(RECORDS FOR THIS TASK begins)

//! Structured addresses into property values.
//!
//! A [`MemberRef`] names a property, a member of a structure held by that
//! property, or an entry of a (possibly nested) list. Its [`RefShape`] is one
//! of ten fixed forms and determines exactly which hops are taken when the
//! address is read or written:
//!
//! ```text
//! property                    property[n]
//! property.member             property.member.member
//! property.member[n]          property.member[n].member
//! property[n].member          property[n].member[n]
//! property[n].member[n].member
//! property[n].member.member
//! ```
//!
//! Extending an address by one hop recomputes the shape through
//! [`RefShape::extend`], a pure table lookup. Extending with a hop the shape
//! or the property definition cannot take is a programming error: the
//! `try_*` constructors report it as [`AddressError`], the plain ones panic.

use std::fmt;
use std::sync::Arc;

use quire_primitives::{PropertyValue, Structure};
use quire_schema::{PropertyDefn, SchemaRegistry};
use smallvec::SmallVec;

use crate::error::AddressError;


/// Kind of a single addressing hop.
#[derive(Debug, Clone, Copy, PartialEq, Eq, Hash)]
pub enum HopKind {
	/// Entry of a list.
	Index,
	/// Member of a structure.
	Member,
}

/// The ten addressing shapes.
#[derive(Debug, Clone, Copy, PartialEq, Eq, Hash)]
pub enum RefShape {
	/// `property`
	Property,
	/// `property[n]`
	PropertyIndex,
	/// `property.member`
	PropertyMember,
	/// `property.member.member`
	PropertyMemberMember,
	/// `property.member[n]`
	PropertyMemberIndex,
	/// `property.member[n].member`
	PropertyMemberIndexMember,
	/// `property[n].member`
	PropertyIndexMember,
	/// `property[n].member[n]`
	PropertyIndexMemberIndex,
	/// `property[n].member[n].member`
	PropertyIndexMemberIndexMember,
	/// `property[n].member.member`
	PropertyIndexMemberMember,
}

impl RefShape {
	/// Every shape, in order of increasing hop count.
	pub const ALL: [RefShape; 10] = [
		RefShape::Property,
		RefShape::PropertyIndex,
		RefShape::PropertyMember,
		RefShape::PropertyMemberMember,
		RefShape::PropertyMemberIndex,
		RefShape::PropertyIndexMember,
		RefShape::PropertyMemberIndexMember,
		RefShape::PropertyIndexMemberIndex,
		RefShape::PropertyIndexMemberMember,
		RefShape::PropertyIndexMemberIndexMember,
	];

	/// Shape obtained by appending `hop`, or `None` if no shape has that form.
	pub const fn extend(self, hop: HopKind) -> Option<RefShape> {
		use HopKind::{Index, Member};
		use RefShape::*;
		match (self, hop) {
			(Property, Index) => Some(PropertyIndex),
			(Property, Member) => Some(PropertyMember),
			(PropertyIndex, Member) => Some(PropertyIndexMember),
			(PropertyMember, Member) => Some(PropertyMemberMember),
			(PropertyMember, Index) => Some(PropertyMemberIndex),
			(PropertyMemberIndex, Member) => Some(PropertyMemberIndexMember),
			(PropertyIndexMember, Index) => Some(PropertyIndexMemberIndex),
			(PropertyIndexMember, Member) => Some(PropertyIndexMemberMember),
			(PropertyIndexMemberIndex, Member) => Some(PropertyIndexMemberIndexMember),
			_ => None,
		}
	}

	/// Hops taken after the property, in order.
	pub const fn hops(self) -> &'static [HopKind] {
		use HopKind::{Index, Member};
		match self {
			RefShape::Property => &[],
			RefShape::PropertyIndex => &[Index],
			RefShape::PropertyMember => &[Member],
			RefShape::PropertyMemberMember => &[Member, Member],
			RefShape::PropertyMemberIndex => &[Member, Index],
			RefShape::PropertyMemberIndexMember => &[Member, Index, Member],
			RefShape::PropertyIndexMember => &[Index, Member],
			RefShape::PropertyIndexMemberIndex => &[Index, Member, Index],
			RefShape::PropertyIndexMemberIndexMember => &[Index, Member, Index, Member],
			RefShape::PropertyIndexMemberMember => &[Index, Member, Member],
		}
	}

	/// Number of list indices in the shape (at most two).
	pub fn list_depth(self) -> usize {
		self.hops().iter().filter(|h| **h == HopKind::Index).count()
	}
}

/// One hop of a [`MemberRef`].
#[derive(Debug, Clone)]
pub enum RefHop {
	Index(usize),
	Member(Arc<PropertyDefn>),
}

impl RefHop {
	pub fn kind(&self) -> HopKind {
		match self {
			RefHop::Index(_) => HopKind::Index,
			RefHop::Member(_) => HopKind::Member,
		}
	}
}

impl PartialEq for RefHop {
	fn eq(&self, other: &Self) -> bool {
		match (self, other) {
			(RefHop::Index(a), RefHop::Index(b)) => a == b,
			(RefHop::Member(a), RefHop::Member(b)) => a.name == b.name,
			_ => false,
		}
	}
}

impl Eq for RefHop {}

/// Immutable structured address of a property, structure member or list entry.
#[derive(Debug, Clone)]
pub struct MemberRef {
	property: Arc<PropertyDefn>,
	hops: SmallVec<[RefHop; 4]>,
	shape: RefShape,
}

impl MemberRef {
	/// Addresses a whole property.
	pub fn new(property: Arc<PropertyDefn>) -> Self {
		Self {
			property,
			hops: SmallVec::new(),
			shape: RefShape::Property,
		}
	}

	#[inline]
	pub fn shape(&self) -> RefShape {
		self.shape
	}

	/// Definition of the addressed property.
	#[inline]
	pub fn property(&self) -> &Arc<PropertyDefn> {
		&self.property
	}

	#[inline]
	pub fn property_name(&self) -> &str {
		&self.property.name
	}

	pub fn hops(&self) -> &[RefHop] {
		&self.hops
	}

	/// Definition of the last named hop (the property or the last member).
	pub fn leaf_defn(&self) -> &Arc<PropertyDefn> {
		self.hops
			.iter()
			.rev()
			.find_map(|h| match h {
				RefHop::Member(d) => Some(d),
				RefHop::Index(_) => None,
			})
			.unwrap_or(&self.property)
	}

	/// Returns true if the address ends in a list index.
	pub fn is_item(&self) -> bool {
		matches!(self.hops.last(), Some(RefHop::Index(_)))
	}

	/// Returns true if the address names a whole list.
	pub fn is_list(&self) -> bool {
		!self.is_item() && self.leaf_defn().is_list()
	}

	/// Structure definition that owns the leaf member, for member addresses.
	pub fn owner_struct(&self) -> Option<&str> {
		if !matches!(self.hops.last(), Some(RefHop::Member(_))) {
			return None;
		}
		let named: SmallVec<[&Arc<PropertyDefn>; 4]> = std::iter::once(&self.property)
			.chain(self.hops.iter().filter_map(|h| match h {
				RefHop::Member(d) => Some(d),
				RefHop::Index(_) => None,
			}))
			.collect();
		named
			.len()
			.checked_sub(2)
			.and_then(|i| named[i].struct_name())
	}

	/// Address without its last hop.
	pub fn parent(&self) -> Option<MemberRef> {
		let (_, init) = self.hops.split_last()?;
		let mut out = MemberRef::new(self.property.clone());
		for hop in init {
			out.push(hop.clone());
		}
		Some(out)
	}

	/// Extends the address with a list index.
	pub fn try_index(&self, index: usize) -> Result<MemberRef, AddressError> {
		if !self.is_list() {
			return Err(AddressError::NotAList {
				path: self.to_string(),
			});
		}
		let mut out = self.clone();
		out.shape = self
			.shape
			.extend(HopKind::Index)
			.ok_or_else(|| AddressError::TooDeep {
				path: self.to_string(),
			})?;
		out.hops.push(RefHop::Index(index));
		Ok(out)
	}

	/// Extends the address with a structure member.
	pub fn try_member(&self, schema: &SchemaRegistry, member: &str) -> Result<MemberRef, AddressError> {
		let leaf = self.leaf_defn();
		let structure = match leaf.struct_name() {
			Some(name) if !self.is_list() => name,
			_ => {
				return Err(AddressError::NotAStructure {
					path: self.to_string(),
					member: member.to_string(),
				});
			}
		};
		let defn = schema
			.structure(structure)
			.and_then(|s| s.member(member))
			.ok_or_else(|| AddressError::UnknownMember {
				structure: structure.to_string(),
				member: member.to_string(),
			})?;
		let mut out = self.clone();
		out.shape = self
			.shape
			.extend(HopKind::Member)
			.ok_or_else(|| AddressError::TooDeep {
				path: self.to_string(),
			})?;
		out.hops.push(RefHop::Member(defn.clone()));
		Ok(out)
	}

	/// Panicking form of [`try_index`](Self::try_index).
	///
	/// # Panics
	///
	/// Panics if the address does not name a list or no shape can take the hop.
	#[track_caller]
	pub fn index(&self, index: usize) -> MemberRef {
		match self.try_index(index) {
			Ok(r) => r,
			Err(e) => panic!("invalid address extension: {e}"),
		}
	}

	/// Panicking form of [`try_member`](Self::try_member).
	///
	/// # Panics
	///
	/// Panics if the address does not name a single structure, the member is
	/// unknown, or no shape can take the hop.
	#[track_caller]
	pub fn member(&self, schema: &SchemaRegistry, member: &str) -> MemberRef {
		match self.try_member(schema, member) {
			Ok(r) => r,
			Err(e) => panic!("invalid address extension: {e}"),
		}
	}

	fn push(&mut self, hop: RefHop) {
		if let Some(shape) = self.shape.extend(hop.kind()) {
			self.shape = shape;
			self.hops.push(hop);
		}
	}

	/// Reads the addressed value from a property value.
	///
	/// Addresses naming a list return the list itself.
	pub fn get_value<'v>(&self, root: Option<&'v PropertyValue>) -> Option<&'v PropertyValue> {
		let mut cur = root?;
		for hop in &self.hops {
			cur = match hop {
				RefHop::Index(i) => cur.as_list()?.get(*i)?,
				RefHop::Member(d) => cur.as_structure()?.get(&d.name)?,
			};
		}
		Some(cur)
	}

	/// Reads the addressed value as a structure.
	pub fn get_structure<'v>(&self, root: Option<&'v PropertyValue>) -> Option<&'v Structure> {
		self.get_value(root)?.as_structure()
	}

	/// Reads the addressed value as a list.
	pub fn get_list<'v>(&self, root: Option<&'v PropertyValue>) -> Option<&'v [PropertyValue]> {
		self.get_value(root)?.as_list()
	}

	/// Writes `value` at the address and returns the previous value.
	///
	/// Missing structures along the path are created empty; missing list
	/// entries are an error. `None` unsets a property or clears a member.
	pub fn set_value(
		&self,
		root: &mut Option<PropertyValue>,
		value: Option<PropertyValue>,
	) -> Result<Option<PropertyValue>, AddressError> {
		let Some((last, init)) = self.hops.split_last() else {
			return Ok(std::mem::replace(root, value));
		};
		let parent = self.navigate_mut(root, init, true)?;
		match last {
			RefHop::Index(i) => {
				let Some(value) = value else {
					return Err(AddressError::ClearListItem {
						path: self.to_string(),
					});
				};
				let slot = self.entry_mut(parent, *i)?;
				Ok(Some(std::mem::replace(slot, value)))
			}
			RefHop::Member(d) => {
				let s = parent
					.as_structure_mut()
					.ok_or_else(|| self.not_a_structure(&d.name))?;
				Ok(s.set(&d.name, value))
			}
		}
	}

	/// Inserts `item` at `index` into the addressed list.
	pub fn insert_item(
		&self,
		root: &mut Option<PropertyValue>,
		index: usize,
		item: PropertyValue,
	) -> Result<(), AddressError> {
		let list = self.list_mut(root, true)?;
		if index > list.len() {
			return Err(AddressError::IndexOutOfRange {
				path: self.to_string(),
				index,
				len: list.len(),
			});
		}
		list.insert(index, item);
		Ok(())
	}

	/// Removes the addressed list entry and returns it.
	pub fn remove_item(&self, root: &mut Option<PropertyValue>) -> Result<PropertyValue, AddressError> {
		let (Some(RefHop::Index(index)), Some(list_ref)) = (self.hops.last(), self.parent()) else {
			return Err(AddressError::NotAnItem {
				path: self.to_string(),
			});
		};
		let list = list_ref.list_mut(root, false)?;
		if *index >= list.len() {
			return Err(AddressError::IndexOutOfRange {
				path: self.to_string(),
				index: *index,
				len: list.len(),
			});
		}
		Ok(list.remove(*index))
	}

	/// Moves an entry of the addressed list from `from` to `to`.
	pub fn move_item(
		&self,
		root: &mut Option<PropertyValue>,
		from: usize,
		to: usize,
	) -> Result<(), AddressError> {
		let list = self.list_mut(root, false)?;
		let len = list.len();
		for index in [from, to] {
			if index >= len {
				return Err(AddressError::IndexOutOfRange {
					path: self.to_string(),
					index,
					len,
				});
			}
		}
		let item = list.remove(from);
		list.insert(to, item);
		Ok(())
	}

	fn list_mut<'v>(
		&self,
		root: &'v mut Option<PropertyValue>,
		create: bool,
	) -> Result<&'v mut Vec<PropertyValue>, AddressError> {
		if !self.is_list() {
			return Err(AddressError::NotAList {
				path: self.to_string(),
			});
		}
		self.navigate_mut(root, &self.hops, create)?
			.as_list_mut()
			.ok_or_else(|| AddressError::NotAList {
				path: self.to_string(),
			})
	}

	fn navigate_mut<'v>(
		&self,
		root: &'v mut Option<PropertyValue>,
		hops: &[RefHop],
		create: bool,
	) -> Result<&'v mut PropertyValue, AddressError> {
		if root.is_none() {
			match empty_container(&self.property) {
				Some(empty) if create => *root = Some(empty),
				_ => return Err(self.missing()),
			}
		}
		let mut cur = root.as_mut().ok_or_else(|| self.missing())?;
		for hop in hops {
			cur = match hop {
				RefHop::Index(i) => self.entry_mut(cur, *i)?,
				RefHop::Member(d) => {
					let s = cur
						.as_structure_mut()
						.ok_or_else(|| self.not_a_structure(&d.name))?;
					if s.get(&d.name).is_none() {
						match empty_container(d) {
							Some(empty) if create => {
								s.set(&d.name, Some(empty));
							}
							_ => return Err(self.missing()),
						}
					}
					s.get_mut(&d.name).ok_or_else(|| self.missing())?
				}
			};
		}
		Ok(cur)
	}

	fn entry_mut<'v>(
		&self,
		value: &'v mut PropertyValue,
		index: usize,
	) -> Result<&'v mut PropertyValue, AddressError> {
		let list = value.as_list_mut().ok_or_else(|| AddressError::NotAList {
			path: self.to_string(),
		})?;
		let len = list.len();
		list.get_mut(index).ok_or_else(|| AddressError::IndexOutOfRange {
			path: self.to_string(),
			index,
			len,
		})
	}

	fn missing(&self) -> AddressError {
		AddressError::MissingValue {
			path: self.to_string(),
		}
	}

	fn not_a_structure(&self, member: &str) -> AddressError {
		AddressError::NotAStructure {
			path: self.to_string(),
			member: member.to_string(),
		}
	}
}

/// Empty value a missing list or structure is created as.
fn empty_container(defn: &PropertyDefn) -> Option<PropertyValue> {
	if defn.is_list() {
		Some(PropertyValue::List(Vec::new()))
	} else {
		defn.struct_name()
			.map(|name| PropertyValue::Structure(Structure::new(name)))
	}
}

impl PartialEq for MemberRef {
	fn eq(&self, other: &Self) -> bool {
		self.property.name == other.property.name && self.hops == other.hops
	}
}

impl Eq for MemberRef {}

impl fmt::Display for MemberRef {
	fn fmt(&self, f: &mut fmt::Formatter<'_>) -> fmt::Result {
		f.write_str(&self.property.name)?;
		for hop in &self.hops {
			match hop {
				RefHop::Index(i) => write!(f, "[{i}]")?,
				RefHop::Member(d) => write!(f, ".{}", d.name)?,
			}
		}
		Ok(())
	}
}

(RECORDS FOR THIS TASK ends)

_AIM OF THE EXERCISE_
Exactly as written, repeat the lines from the start of the listing through the line containing "the shape through", both included.

_EXERCISE RESPONSE_
//! Structured addresses into property values.
//!
//! A [`MemberRef`] names a property, a member of a structure held by that
//! property, or an entry of a (possibly nested) list. Its [`RefShape`] is one
//! of ten fixed forms and determines exactly which hops are taken when the
//! address is read or written:
//!
//! ```text
//! property                    property[n]
//! property.member             property.member.member
//! property.member[n]          property.member[n].member
//! property[n].member          property[n].member[n]
//! property[n].member[n].member
//! property[n].member.member
//! ```
//!
//! Extending an address by one hop recomputes the shape through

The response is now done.